Americans are dying at a faster rate -- 1 every 12 minutes, 5 an hour, 120 a day, 45,000 a year -- not from war or natural disaster, but from lack of health insurance.
That's the stunning finding of a study published today in the American Journal of Public Health by leading researchers at Harvard Medical School. The report, "Health Insurance and Mortality in U.S. Adults," reveals that the uninsured have a 40 percent higher risk of death than those with private insurance, resulting in 45,000 preventable deaths annually.
These are our friends and neighbors, our fellow Americans who can't afford or otherwise get private health insurance. Increasingly, this group includes nearly all lower-income and a growing majority of middle-class Americans.
The Institute of Medicine estimated in 2002 that more than 18,000 Americans between the ages of 19 and 64 were dying each year as a result of being uninsured. The new number is two and a half times that figure.
Trying to get by, the uninsured and underinsured delay necessary care, put off filling drug prescriptions or take only some of their medications each day. Most are just one major illness or accident away from financial ruin.

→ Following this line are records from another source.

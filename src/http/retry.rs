//! Retry and backoff policy
//!
//! One logical call moves through `Pending -> Attempting -> {Succeeded |
//! Retrying | Failed}`. [`RetryPolicy::decide`] is the transition out of
//! `Attempting`; [`run_with_retry`] drives the loop around any attempt
//! function, so the state machine can be exercised without a network.

use crate::auth::{Authenticator, Credential};
use crate::error::{Error, Result};
use crate::types::BackoffType;
use std::future::Future;
use std::time::Duration;
use tokio::time::Instant;
use tracing::{debug, warn};

/// Retry budget and backoff configuration
#[derive(Debug, Clone, PartialEq, Eq)]
pub struct RetryPolicy {
    /// Additional attempts after the first
    pub max_retries: u32,
    /// Growth of the computed delay
    pub backoff_type: BackoffType,
    /// Delay before the first retry
    pub base_delay: Duration,
    /// Cap on the computed delay
    pub max_delay: Duration,
    /// Floor for every delay, including server retry-after hints
    pub min_delay: Duration,
}

impl Default for RetryPolicy {
    fn default() -> Self {
        Self {
            max_retries: 3,
            backoff_type: BackoffType::Exponential,
            base_delay: Duration::from_millis(250),
            max_delay: Duration::from_secs(30),
            min_delay: Duration::ZERO,
        }
    }
}

/// What to do after a failed attempt
#[derive(Debug, Clone, Copy, PartialEq, Eq)]
pub enum RetryDecision {
    /// Ask the provider for a new credential and try again without
    /// spending budget
    RefreshCredential,
    /// Sleep, then try again
    Retry(Duration),
    /// Surface the error
    Fail,
}

impl RetryPolicy {
    /// Same policy with a different budget
    #[must_use]
    pub fn with_max_retries(mut self, max_retries: u32) -> Self {
        self.max_retries = max_retries;
        self
    }

    /// Calculate backoff delay for a given retry (0-based)
    pub fn calculate_backoff(&self, attempt: u32) -> Duration {
        let delay = match self.backoff_type {
            BackoffType::Constant => self.base_delay,
            BackoffType::Linear => self.base_delay.saturating_mul(attempt.saturating_add(1)),
            BackoffType::Exponential => {
                let factor = 2u32.saturating_pow(attempt);
                self.base_delay.saturating_mul(factor)
            }
        };

        delay.min(self.max_delay).max(self.min_delay)
    }

    /// Delay before the next attempt
    ///
    /// A retry-after hint replaces the computed delay, but never goes below
    /// the floor.
    pub fn delay_for(&self, retries_used: u32, err: &Error) -> Duration {
        match err.retry_after() {
            Some(hint) => hint.max(self.min_delay),
            None => self.calculate_backoff(retries_used),
        }
    }

    /// Transition out of `Attempting` after a failure
    pub fn decide(&self, err: &Error, retries_used: u32, refresh_spent: bool) -> RetryDecision {
        if err.is_unauthorized() {
            return if refresh_spent {
                RetryDecision::Fail
            } else {
                RetryDecision::RefreshCredential
            };
        }

        if err.is_retryable() && retries_used < self.max_retries {
            RetryDecision::Retry(self.delay_for(retries_used, err))
        } else {
            RetryDecision::Fail
        }
    }
}

// ============================================================================
// Attempts
// ============================================================================

/// Outcome of one attempt
#[derive(Debug, Clone)]
pub enum AttemptOutcome {
    Success,
    /// No response: socket, connect, timeout or request build failure
    TransportFailure(Error),
    /// The server answered with an error status
    HttpError(Error),
}

/// One execution of a request
#[derive(Debug, Clone)]
pub struct Attempt {
    /// 1-based attempt number within the call
    pub index: u32,
    /// Wall-clock time of this attempt
    pub elapsed: Duration,
    pub outcome: AttemptOutcome,
}

impl Attempt {
    fn succeeded(index: u32, elapsed: Duration) -> Self {
        Self {
            index,
            elapsed,
            outcome: AttemptOutcome::Success,
        }
    }

    fn failed(index: u32, elapsed: Duration, err: Error) -> Self {
        // No status means the request never got an answer
        let outcome = if err.status().is_none() {
            AttemptOutcome::TransportFailure(err)
        } else {
            AttemptOutcome::HttpError(err)
        };
        Self {
            index,
            elapsed,
            outcome,
        }
    }

    /// True if this attempt succeeded
    pub fn is_success(&self) -> bool {
        matches!(self.outcome, AttemptOutcome::Success)
    }
}

/// Drive `attempt` under `policy` until success or a terminal failure
///
/// The credential is fetched once up front. A 401 triggers at most one
/// refresh per call; the retried attempt after a successful refresh does not
/// count against the budget. Every attempt is appended to `attempts`, which
/// stays readable if the caller abandons this future at a deadline.
pub async fn run_with_retry<T, F, Fut>(
    policy: &RetryPolicy,
    authenticator: &Authenticator,
    attempts: &mut Vec<Attempt>,
    mut attempt: F,
) -> Result<T>
where
    F: FnMut(Option<Credential>) -> Fut,
    Fut: Future<Output = Result<T>>,
{
    let mut credential = authenticator.current().await?;
    let mut retries_used = 0u32;
    let mut refresh_spent = false;
    let mut index = 0u32;

    loop {
        index += 1;
        let started = Instant::now();
        let result = attempt(credential.clone()).await;
        let elapsed = started.elapsed();

        let err = match result {
            Ok(value) => {
                debug!(attempt = index, ?elapsed, "Attempt succeeded");
                attempts.push(Attempt::succeeded(index, elapsed));
                return Ok(value);
            }
            Err(err) => err,
        };
        attempts.push(Attempt::failed(index, elapsed, err.clone()));

        match policy.decide(&err, retries_used, refresh_spent) {
            RetryDecision::RefreshCredential => {
                refresh_spent = true;
                debug!(attempt = index, "Credential rejected, refreshing");
                match authenticator.refresh(credential.as_ref()).await {
                    Ok(fresh) => credential = Some(fresh),
                    Err(refresh_err) => {
                        warn!(attempt = index, error = %refresh_err, "Credential refresh failed");
                        return Err(Error::Auth {
                            message: format!(
                                "credential rejected and refresh failed: {}",
                                refresh_err.message()
                            ),
                            status: err.status(),
                        });
                    }
                }
            }
            RetryDecision::Retry(delay) => {
                warn!(
                    "Attempt {} failed ({}), retry {}/{} in {:?}",
                    index,
                    err,
                    retries_used + 1,
                    policy.max_retries,
                    delay
                );
                tokio::time::sleep(delay).await;
                retries_used += 1;
            }
            RetryDecision::Fail => {
                debug!(attempt = index, kind = ?err.kind(), "Attempt failed terminally");
                return Err(err);
            }
        }
    }
}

A growing number of patients with cancer have to turn down recommended chemotherapy or radiation treatment because of inability to pay for care. If they have insurance, many find that the small print in their policies excludes such coverage. If they are uninsured, their risk of death multiplies. No one in dire need of medical care should be put in this lose-lose situation.
We're not talking about a third world country. This is the United States, one of the most industrialized nations in the world. But increasingly, we look more like a developing country -- 42nd in the world for life expectancy (behind Japan and most of Europe), and ranked last among 19 OECD countries in preventable deaths that should not occur in the presence of timely and effective health care.
Meanwhile, the charade goes on, as our elected representatives in Congress dither over health care reform. None of the bills in Congress will resolve the affordability and access problems.
The Congressional Budget Office estimates the House health reform bill would still leave 17 million persons uninsured and that Sen. Baucus' bill, unveiled yesterday, would leave 25 million uninsured. That translates into tens of thousands of unnecessary deaths every year.
There are now 3,300 health industry lobbyists running around Washington, D.C., trying to shape the small print to their advantage in whatever bill finally gets passed (if any). The insurance and pharmaceutical companies and their hangers-on are spending $5 million a week to block real reform. Suffice it to say that none of these companies have the best interests of the uninsured or the underinsured at heart.
Through its trade group, America's Health Insurance Programs, the industry is fighting for its life (but not our lives). And so far, it is winning. By "cooperating" with health care "reform" by pledging to eliminate pre-existing conditions as a barrier to coverage, and saying they will take all comers in return for a government mandate that everyone be required to buy its shoddy products, the insurers are poised to reap a massive financial windfall.
So far, the bills in Congress set no limits on what the insurers can charge for premiums, and the legal requirements for covered benefits are likely to be minimal.
If a "reform" bill along these lines passes, it will be a bonanza for insurers, drug and medical device manufacturers, and other players in the medical-industrial complex, all at our expense. Since their revenues are our costs (as patients and taxpayers), there will be no cost containment.
We can prevent another 45,000 Americans from dying next year. An effective cure to the health care crisis is within our reach, and it lies within a single-payer, Medicare-for-All plan. By cutting out private insurance companies, we would not only save taxpayers billions, but deliver quality care to everyone. We shouldn't have to wait another 12 minutes.
Dr. John Geyman is professor emeritus of family medicine at the University of Washington School of Medicine in Seattle, a past president of Physicians for a National Health Program and author of Do Not Resuscitate: Why the Health Insurance Industry Is Dying, and How We Must Replace It.